Tipo de fio Diâmetro finalizado Material de matriz recomendado Aproximação de meio ângulo Comprimento do rolamento
Cobre (fio magnético) 0,1–0,5 mm PCD 10°–12° 25–35% de d
Cobre (condutor elétrico) 0,5–3 mm PCD ou carboneto de tungstênio 12°–14° 35–50% de d
Aço de alto carbono 0,5–4 mm Carboneto de tungstênio 6°–9° 40–60% de d
Aço inoxidável 0,3–3 mm Carboneto de tungstênio (fine grade) 8°–10° 40–55% de d
Alumínio 1–5 mm PCD ou carboneto de tungstênio 14°–18° 30–45% de d
Fio de ouro/ligação 0,01–0,05 mm Diamante Natural 8°–12° 20–30% de d
Tabela 4: Referência rápida para seleção de matrizes por material de arame, diâmetro e parâmetros de geometria

Quando substituir, reafiar ou retirar um dado

Saber quando agir com base em um dado é tão importante quanto escolher o dado certo. Uma política de substituição clara evita o descarte prematuro e o custo oculto da operação de matrizes desgastadas.

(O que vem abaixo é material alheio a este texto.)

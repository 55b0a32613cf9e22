use std::collections::{BTreeSet, HashMap};

use tracing::debug;

use crate::cutting::CohortCounts;
use crate::host::{Host, Location};

#[derive(Debug, Clone, Copy, PartialEq, Eq, PartialOrd, Ord, Hash)]
pub struct StandId(usize);

impl StandId {
    pub fn new(index: usize) -> Self {
        Self(index)
    }

    pub fn index(self) -> usize {
        self.0
    }
}

/// A contiguous group of cells managed as one unit.
#[derive(Debug, Clone)]
pub struct Stand {
    id: StandId,
    map_code: u32,
    management_area: u32,
    all_locations: Vec<Location>,
    site_locations: Vec<Location>,
    active_area: f64,
    neighbors: Vec<StandId>,
    area_neighbors: Vec<StandId>,

    harvested: bool,
    set_aside_until: Option<i32>,
    time_last_harvested: Option<i32>,
    age: u16,
    year_age_computed: Option<i32>,

    prescription_name: Option<String>,
    harvested_rank: f64,
    event_id: Option<u32>,
    min_time_since_damage: i32,
    rejected_prescriptions: BTreeSet<String>,
    set_aside_sites: HashMap<String, BTreeSet<Location>>,
    removal_shares: HashMap<Location, f64>,
    damage_table: CohortCounts,

    pub last_area_harvested: f64,
    pub last_stands_harvested: u32,
}

impl Stand {
    pub fn new(id: StandId, map_code: u32, management_area: u32) -> Self {
        Self {
            id,
            map_code,
            management_area,
            all_locations: Vec::new(),
            site_locations: Vec::new(),
            active_area: 0.0,
            neighbors: Vec::new(),
            area_neighbors: Vec::new(),
            harvested: false,
            set_aside_until: None,
            time_last_harvested: None,
            age: 0,
            year_age_computed: None,
            prescription_name: None,
            harvested_rank: 0.0,
            event_id: None,
            min_time_since_damage: 0,
            rejected_prescriptions: BTreeSet::new(),
            set_aside_sites: HashMap::new(),
            removal_shares: HashMap::new(),
            damage_table: CohortCounts::new(),
            last_area_harvested: 0.0,
            last_stands_harvested: 0,
        }
    }

    pub fn id(&self) -> StandId {
        self.id
    }

    pub fn map_code(&self) -> u32 {
        self.map_code
    }

    pub fn management_area(&self) -> u32 {
        self.management_area
    }

    /// Adds a cell at load time. Every cell counts as eligible until the
    /// first [`Stand::initialize_for_harvesting`].
    pub fn add_site(&mut self, site: Location, cell_area: f64) {
        self.all_locations.push(site);
        self.site_locations.push(site);
        self.active_area = self.site_locations.len() as f64 * cell_area;
    }

    pub fn add_neighbor(&mut self, other: StandId, same_management_area: bool) {
        let list = if same_management_area {
            &mut self.neighbors
        } else {
            &mut self.area_neighbors
        };
        if !list.contains(&other) {
            list.push(other);
        }
    }

    pub fn neighbors(&self) -> &[StandId] {
        &self.neighbors
    }

    /// Adjacent stands in other management areas.
    pub fn area_neighbors(&self) -> &[StandId] {
        &self.area_neighbors
    }

    pub fn all_locations(&self) -> &[Location] {
        &self.all_locations
    }

    /// Cells currently open to harvest.
    pub fn site_locations(&self) -> &[Location] {
        &self.site_locations
    }

    pub fn site_count(&self) -> usize {
        self.site_locations.len()
    }

    pub fn active_area(&self) -> f64 {
        self.active_area
    }

    /// Resets per-timestep harvest state and recomputes which cells the host
    /// lets us cut.
    pub fn initialize_for_harvesting(&mut self, host: &mut dyn Host) {
        self.harvested = false;
        self.rejected_prescriptions.clear();
        self.last_area_harvested = 0.0;
        self.last_stands_harvested = 0;

        self.site_locations = self
            .all_locations
            .iter()
            .copied()
            .filter(|&site| host.is_active(site) && host.allows_harvest(site))
            .collect();
        self.active_area = self.site_locations.len() as f64 * host.cell_area();
        for &site in &self.all_locations {
            host.clear_cohorts_damaged(site);
        }
    }

    /// Live basal area per hectare of active area.
    pub fn basal_area(&self, host: &dyn Host) -> f64 {
        if self.active_area <= 0.0 {
            return 0.0;
        }
        let total: f64 = self
            .site_locations
            .iter()
            .map(|&site| host.site_basal_area(site))
            .sum();
        total / self.active_area
    }

    /// Mean of the oldest cohort age over the stand's cells, computed at most
    /// once per year.
    pub fn age(&mut self, host: &dyn Host, time: i32) -> u16 {
        if self.year_age_computed != Some(time) {
            self.age = self.compute_age(host);
            self.year_age_computed = Some(time);
        }
        self.age
    }

    fn compute_age(&self, host: &dyn Host) -> u16 {
        if self.all_locations.is_empty() {
            return 0;
        }
        let total: u64 = self
            .all_locations
            .iter()
            .map(|&site| u64::from(host.max_cohort_age(site)))
            .sum();
        (total / self.all_locations.len() as u64) as u16
    }

    pub fn is_harvested(&self) -> bool {
        self.harvested
    }

    pub fn mark_as_harvested(&mut self, time: i32) {
        self.harvested = true;
        self.time_last_harvested = Some(time);
    }

    pub fn time_last_harvested(&self) -> Option<i32> {
        self.time_last_harvested
    }

    pub fn reject_prescription(&mut self, name: &str) {
        self.rejected_prescriptions.insert(name.to_string());
        self.prescription_name = None;
    }

    pub fn is_rejected(&self, name: &str) -> bool {
        self.rejected_prescriptions.contains(name)
    }

    pub fn set_aside_until(&mut self, year: i32) {
        self.set_aside_until = Some(year);
    }

    pub fn is_set_aside(&self, time: i32) -> bool {
        self.set_aside_until.map_or(false, |until| time <= until)
    }

    pub fn set_site_aside(&mut self, site: Location, prescription: &str) {
        self.set_aside_sites
            .entry(prescription.to_string())
            .or_default()
            .insert(site);
    }

    pub fn is_site_set_aside(&self, site: Location, prescription: &str) -> bool {
        self.set_aside_sites
            .get(prescription)
            .map_or(false, |sites| sites.contains(&site))
    }

    pub fn has_set_aside_sites(&self, prescription: &str) -> bool {
        self.set_aside_sites
            .get(prescription)
            .map_or(false, |sites| !sites.is_empty())
    }

    /// Set-aside cells that are still eligible, in stand order.
    pub fn eligible_set_aside_sites(&self, prescription: &str) -> Vec<Location> {
        self.site_locations
            .iter()
            .copied()
            .filter(|&site| self.is_site_set_aside(site, prescription))
            .collect()
    }

    pub fn clear_set_aside_sites(&mut self, prescription: &str) {
        self.set_aside_sites.remove(prescription);
    }

    /// Records which prescription is working on the stand and resets the
    /// damage table for it.
    pub fn begin_harvest(&mut self, prescription: &str, rank: f64, min_time_since_damage: i32) {
        self.prescription_name = Some(prescription.to_string());
        self.harvested_rank = rank;
        self.min_time_since_damage = min_time_since_damage;
        self.damage_table.reset();
    }

    pub fn prescription_name(&self) -> Option<&str> {
        self.prescription_name.as_deref()
    }

    pub fn harvested_rank(&self) -> f64 {
        self.harvested_rank
    }

    pub fn min_time_since_damage(&self) -> i32 {
        self.min_time_since_damage
    }

    pub fn event_id(&self) -> Option<u32> {
        self.event_id
    }

    pub fn set_event_id(&mut self, id: u32) {
        self.event_id = Some(id);
    }

    pub fn damage_table(&self) -> &CohortCounts {
        &self.damage_table
    }

    pub fn update_damage_table(&mut self, counts: &CohortCounts) {
        self.damage_table.increment_counts(counts);
    }

    /// Splits the removal needed to bring the stand down to `residual` m²/ha
    /// across its eligible cells, in proportion to each cell's basal area.
    pub fn distribute_basal_removal(&mut self, host: &dyn Host, residual: f64) {
        self.removal_shares.clear();
        let cell_area = host.cell_area();
        let site_basal: Vec<(Location, f64)> = self
            .site_locations
            .iter()
            .map(|&site| {
                let basal = if cell_area > 0.0 {
                    host.site_basal_area(site) / cell_area
                } else {
                    0.0
                };
                (site, basal)
            })
            .collect();
        let stand_basal: f64 = site_basal.iter().map(|(_, basal)| basal).sum();
        let removal = (stand_basal - residual).max(0.0);
        if removal <= 0.0 {
            debug!(
                stand = self.map_code,
                stand_basal, residual, "stand already at or below residual basal area"
            );
        }
        for (site, basal) in site_basal {
            let share = if stand_basal > 0.0 {
                basal / stand_basal * removal
            } else {
                0.0
            };
            self.removal_shares.insert(site, share);
        }
    }

    pub fn clear_removal_shares(&mut self) {
        self.removal_shares.clear();
    }

    /// Basal area (m²/ha) to remove at `site`.
    ///
    /// # Panics
    ///
    /// When no share was distributed for `site`.
    pub fn site_removal_share(&self, site: Location) -> f64 {
        match self.removal_shares.get(&site) {
            Some(share) => *share,
            None => panic!(
                "no basal area removal share for {site:?} in stand {}",
                self.map_code
            ),
        }
    }
}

  • Substitua imediatamente se: o diâmetro do rolamento aumentou em mais de 0,003 mm para fio fino ou 0,01 mm para bitola pesada; lascas ou rachaduras visíveis são observadas sob ampliação; aparecem defeitos na superfície do fio que se correlacionam com uma estação de matriz específica.
  • Remoído se: o rolamento apresenta desgaste uniforme dentro dos limites, mas a zona de aproximação sofreu erosão. Uma oficina especializada pode restaurar a geometria para 20–40% do custo de uma nova matriz . As matrizes de carboneto de tungstênio normalmente podem ser retificadas de 3 a 5 vezes; O PCD morre 1–3 vezes antes que o compacto de diamante se esgote.
  • Retire o dado se: o rolamento tiver sido alargado além do limite reafiável, o substrato da matriz (suporte de metal duro) apresentar rachaduras ou a matriz já tiver sido reafiada até sua espessura de parede mínima utilizável.

A estratégia de matriz mais econômica para trefilagem de fio de cobre de alto volume são matrizes de PCD com inspeção programada a cada 500 kg, reafiação quando a erosão do ângulo de aproximação é detectada e substituição completa quando o desgaste do rolamento excede a tolerância. Essa abordagem oferece consistentemente o menor custo de matriz por quilograma de fio acabado em volumes de produção acima de 2 toneladas por turno.